Lauschner ist ein sehr eigener ostfränkischer Ortsdialekt in Lauscha im thüringischen Landkreis Sonneberg, der im Wortschatz dem Itzgründischen nahesteht, sich durch seine melodische Klangfärbung und eine etwas modernere Ortsgrammatik aber deutlich von ihm unterscheidet, und der damit außerhalb des itzgründischen Dialektgebietes steht.

Die früher vermuteten altböhmischen oder ilmthüringisch-sächsischen Wurzeln der Lauschaer Mundart sind nie nachgewiesen worden und auch nicht nachvollziehbar, stattdessen hat Julius Kob in seiner Phonetik der Lauschaer Mundart ihren ostfränkischen Charakter eindeutig festgestellt.[1][2]

Da die ersten Lauschaer Hans Greiner und Christoph (Christoffel) Müller zuvor die Glashütte in Langenbach im Schleusegrund betrieben und dort mit ihren Familien gelebt hatten, ist als Grundsubstrat ein östliches hennebergisches Idiom des 14. bis 16. Jahrhunderts, ähnlich dem Ortsdialekt von Sachsenbrunn, anzunehmen, das durch die Herkunft der Glasmacher aus dem Schwäbischen, dem Oberfränkischen und dem Böhmischen, vielleicht auch aus den Niederlanden, beeinflusst wurde. Auch hugenottische Einflüsse sind gut möglich, da starke Indizien auf eine Anhängerschaft der Ortsgründer zur Wiedertäuferbewegung deuten.

In seiner reinen Form ist der Lauschaer Dialekt u. a. durch das Werk des Mundartdichters „Blaachs Erwin“ Erwin Müller-Blech überliefert.
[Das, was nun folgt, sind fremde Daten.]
impl ProcessingJob {
    /// Creates a pending job. The stage selection must already be validated.
    pub fn new(
        stages_to_run: StageSet,
        source: Artifact,
        rate_window: usize,
        created_at: DateTime<Utc>,
    ) -> Self {
        Self {
            id: JobId::new(),
            stages_to_run,
            source,
            stage_configs: BTreeMap::new(),
            curation: None,
            status: JobStatus::Pending,
            current_stage: None,
            stage_started_at: None,
            frames_per_second: None,
            storage: StorageMeter::new(),
            last_completed_stage: None,
            artifacts: Vec::new(),
            error: None,
            dataset_id: None,
            resumed_from: None,
            created_at,
            finished_at: None,
            progress: StageProgress {
                rate: RateEstimator::new(rate_window),
                ..StageProgress::default()
            },
        }
    }

    /// Sets per-stage parameters.
    pub fn with_stage_configs(mut self, configs: BTreeMap<Stage, StageConfig>) -> Self {
        self.stage_configs = configs;
        self
    }

    /// Sets the curation budget run after the last stage.
    pub fn with_curation(mut self, curation: Option<SelectionBudget>) -> Self {
        self.curation = curation;
        self
    }

    /// Marks this job as resuming `original`.
    pub fn resumed_from_job(mut self, original: JobId) -> Self {
        self.resumed_from = Some(original);
        self
    }

    // -- accessors -------------------------------------------------------

    /// Unique job identifier.
    pub fn id(&self) -> JobId {
        self.id
    }

    /// Stages this job runs, in canonical order.
    pub fn stages_to_run(&self) -> &StageSet {
        &self.stages_to_run
    }

    /// Artifact the first selected stage consumes.
    pub fn source(&self) -> &Artifact {
        &self.source
    }

    /// Parameters for `stage`, or empty parameters when none were given.
    pub fn stage_config(&self, stage: Stage) -> StageConfig {
        self.stage_configs.get(&stage).cloned().unwrap_or_default()
    }

    /// Every per-stage parameter set given at creation.
    pub fn stage_configs(&self) -> &BTreeMap<Stage, StageConfig> {
        &self.stage_configs
    }

    /// Curation budget, when the job curates a dataset after its last stage.
    pub fn curation(&self) -> Option<&SelectionBudget> {
        self.curation.as_ref()
    }

    /// Current lifecycle status.
    pub fn status(&self) -> JobStatus {
        self.status
    }

    /// Executing stage. `None` unless running a stage.
    pub fn current_stage(&self) -> Option<Stage> {
        self.current_stage
    }

    /// When the executing stage started.
    pub fn stage_started_at(&self) -> Option<DateTime<Utc>> {
        self.stage_started_at
    }

    /// Smoothed throughput of the executing stage, once known.
    pub fn frames_per_second(&self) -> Option<f64> {
        self.frames_per_second
    }

    /// Bytes committed by all completed stages.
    pub fn storage_size_bytes(&self) -> u64 {
        self.storage.total()
    }

    /// Per-stage storage accounting.
    pub fn storage(&self) -> &StorageMeter {
        &self.storage
    }

    /// Most recent stage whose output was committed.
    pub fn last_completed_stage(&self) -> Option<Stage> {
        self.last_completed_stage
    }

    /// Committed stage outputs, in commit order.
    pub fn artifacts(&self) -> &[CommittedArtifact] {
        &self.artifacts
    }

    /// Artifact committed by `stage`, if it completed in this job.
    pub fn artifact_for(&self, stage: Stage) -> Option<&Artifact> {
        self.artifacts
            .iter()
            .find(|committed| committed.stage == stage)
            .map(|committed| &committed.artifact)
    }

    /// Most recent committed artifact, falling back to the source.
    pub fn latest_artifact(&self) -> &Artifact {
        self.artifacts
            .last()
            .map(|committed| &committed.artifact)
            .unwrap_or(&self.source)
    }

    /// Failure record of a failed job.
    pub fn error(&self) -> Option<&ErrorRecord> {
        self.error.as_ref()
    }

    /// Dataset curated by this job, once completed.
    pub fn dataset_id(&self) -> Option<DatasetId> {
        self.dataset_id
    }

    /// Job this one was resumed from.
    pub fn resumed_from(&self) -> Option<JobId> {
        self.resumed_from
    }

    /// Creation time.
    pub fn created_at(&self) -> DateTime<Utc> {
        self.created_at
    }

    /// Time the job reached a terminal status.
    pub fn finished_at(&self) -> Option<DateTime<Utc>> {
        self.finished_at
    }

    /// True while all stages are done and curation is in progress.
    pub fn is_curating(&self) -> bool {
        self.status == JobStatus::Running && self.current_stage.is_none()
    }

    /// Progress of the executing stage, if any.
    pub fn current_progress(&self) -> Option<CurrentStageProgress> {
        self.current_stage.map(|_| CurrentStageProgress {
            units_done: self.progress.units_done,
            total_units: self.progress.total_units,
            rate: self.frames_per_second,
        })
    }

    /// Selected stages that have not started yet.
    pub fn pending_stages(&self) -> Vec<Stage> {
        match (self.status, self.current_stage) {
            (JobStatus::Pending, _) => self.stages_to_run.iter().collect(),
            (JobStatus::Running, Some(current)) => self.stages_to_run.remaining_after(current),
            _ => Vec::new(),
        }
    }

    // -- transitions -----------------------------------------------------

    fn reject(&self, operation: &'static str) -> OrchestratorError {
        OrchestratorError::JobState {
            job_id: self.id,
            status: self.status,
            operation,
        }
    }

    /// Points the status group at `stage` (or at nothing) as of `at`.
    fn enter_stage(&mut self, stage: Option<Stage>, at: DateTime<Utc>) {
        self.current_stage = stage;
        self.stage_started_at = Some(at);
        self.frames_per_second = None;
        self.progress.units_done = 0;
        self.progress.total_units = None;
        self.progress.rate.restart(0, at);
    }

    fn go_idle(&mut self, status: JobStatus, at: DateTime<Utc>) {
        self.status = status;
        self.current_stage = None;
        self.stage_started_at = None;
        self.frames_per_second = None;
        self.progress.rate.reset();
        self.finished_at = Some(at);
    }

    /// `pending -> running`, entering the first selected stage.
    pub fn start(&mut self, at: DateTime<Utc>) -> OrchestratorResult<Stage> {
        if self.status != JobStatus::Pending {
            return Err(self.reject("start"));
        }
        let first = self.stages_to_run.first();
        self.status = JobStatus::Running;
        self.enter_stage(Some(first), at);
        Ok(first)
    }

    /// Commits the current stage's output and moves to the next stage.
    ///
    /// Metering happens here and only here, on a fully committed output.
    pub fn advance(
        &mut self,
        completed: Stage,
        artifact: Artifact,
        bytes_written: u64,
        at: DateTime<Utc>,
    ) -> OrchestratorResult<Advance> {
        if self.status != JobStatus::Running || self.current_stage != Some(completed) {
            return Err(self.reject("advance"));
        }

        self.storage.commit(completed, bytes_written)?;
        self.artifacts.push(CommittedArtifact {
            stage: completed,
            artifact,
            committed_at: at,
        });
        self.last_completed_stage = Some(completed);

        match self.stages_to_run.next_after(completed) {
            Some(next) => {
                self.enter_stage(Some(next), at);
                Ok(Advance::Next(next))
            }
            None if self.curation.is_some() => {
                self.enter_stage(None, at);
                Ok(Advance::Curate)
            }
            None => {
                self.go_idle(JobStatus::Completed, at);
                Ok(Advance::Completed)
            }
        }
    }

    /// `running(curating) -> completed`, linking the curated dataset.
    pub fn complete_curation(
        &mut self,
        dataset_id: DatasetId,
        at: DateTime<Utc>,
    ) -> OrchestratorResult<()> {
        if !self.is_curating() {
            return Err(self.reject("complete curation of"));
        }
        self.dataset_id = Some(dataset_id);
        self.go_idle(JobStatus::Completed, at);
        Ok(())
    }

    /// `running -> failed`, keeping committed outputs for diagnosis.
    pub fn fail(&mut self, error: ErrorRecord, at: DateTime<Utc>) -> OrchestratorResult<()> {
        if self.status != JobStatus::Running {
            return Err(self.reject("fail"));
        }
        self.error = Some(error);
        self.go_idle(JobStatus::Failed, at);
        Ok(())
    }

    /// `pending | running -> cancelled`.
    pub fn cancel(&mut self, at: DateTime<Utc>) -> OrchestratorResult<()> {
        if self.status.is_terminal() {
            return Err(self.reject("cancel"));
        }
        self.go_idle(JobStatus::Cancelled, at);
        Ok(())
    }

    /// Sets the expected unit count of the executing stage.
    pub fn set_total_units(&mut self, stage: Stage, total: u64) -> bool {
        if self.status != JobStatus::Running || self.current_stage != Some(stage) {
            return false;
        }
        self.progress.total_units = Some(total);
        true
    }

    /// Records cumulative progress of the executing stage.
    ///
    /// The rate and unit counter change together; reports for a stage that
    /// is no longer current are ignored.
    pub fn record_progress(&mut self, stage: Stage, units_done: u64, at: DateTime<Utc>) -> bool {
        if self.status != JobStatus::Running || self.current_stage != Some(stage) {
            return false;
        }
        self.progress.units_done = units_done;
        self.frames_per_second = self.progress.rate.observe(units_done, at);
        true
    }

    /// Units completed so far in the executing stage.
    pub fn units_done(&self) -> u64 {
        self.progress.units_done
    }
}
Aber auch heute wird noch gerne in Mundart – dann eher in einer für hochdeutsche Hörer etwas besser verständlichen volksmundlichen Umgangssprache – gesprochen, gedichtet und gesungen. Ihre unverwechselbaren Grundzüge spielen auch in der Alltagssprache noch eine große Rolle. Aufgrund der sprachlichen Veränderungen der letzten einhundert Jahre sind mehrere ursprüngliche Begriffe und Flurnamen aus dem Sprachgebrauch fast oder ganz verschwunden. In Ernstthal und bei den anderen erhaltenen Tochterglashütten werden durch die thüringischen Dialekte der Nachbarregionen vor allem in der Aussprache beeinflusste und überformte Varianten des „Lauschner“ gesprochen, ein Dialektkontinuum, das im Raum Goldisthal - Katzhütte im Ilmthüringischen und im Raum Piesau, Schmiedefeld, Reichmannsdorf im Südostthüringischen ausläuft. Bis zum Anfang des 20. Jahrhunderts war eine erzgebirgisch-südmeißenisch eingefärbte Variante im Steinacher Oberdorf verbreitet. Das Lauschner ist auch das Grundsubstrat des "Herrnhäuser" der ehemaligen Kreisstadt Neuhaus am Rennweg, das durch den Zuzug von Spezialisten der Röhrenherstellung aus Berlin und von Arbeitskräften aus dem weiteren Umland ab den 1950er Jahren zunehmend überformt wurde. Der aus einem Telefunken-Werk hervorgegangene VEB Röhrenwerk „Anna Seghers“, später VEB Mikroelektronik Neuhaus, beschäftigte Arbeiter und Angestellte aus dem ganzen Kreisgebiet, zeitweise bis zu 3000 Mitarbeiter.[3]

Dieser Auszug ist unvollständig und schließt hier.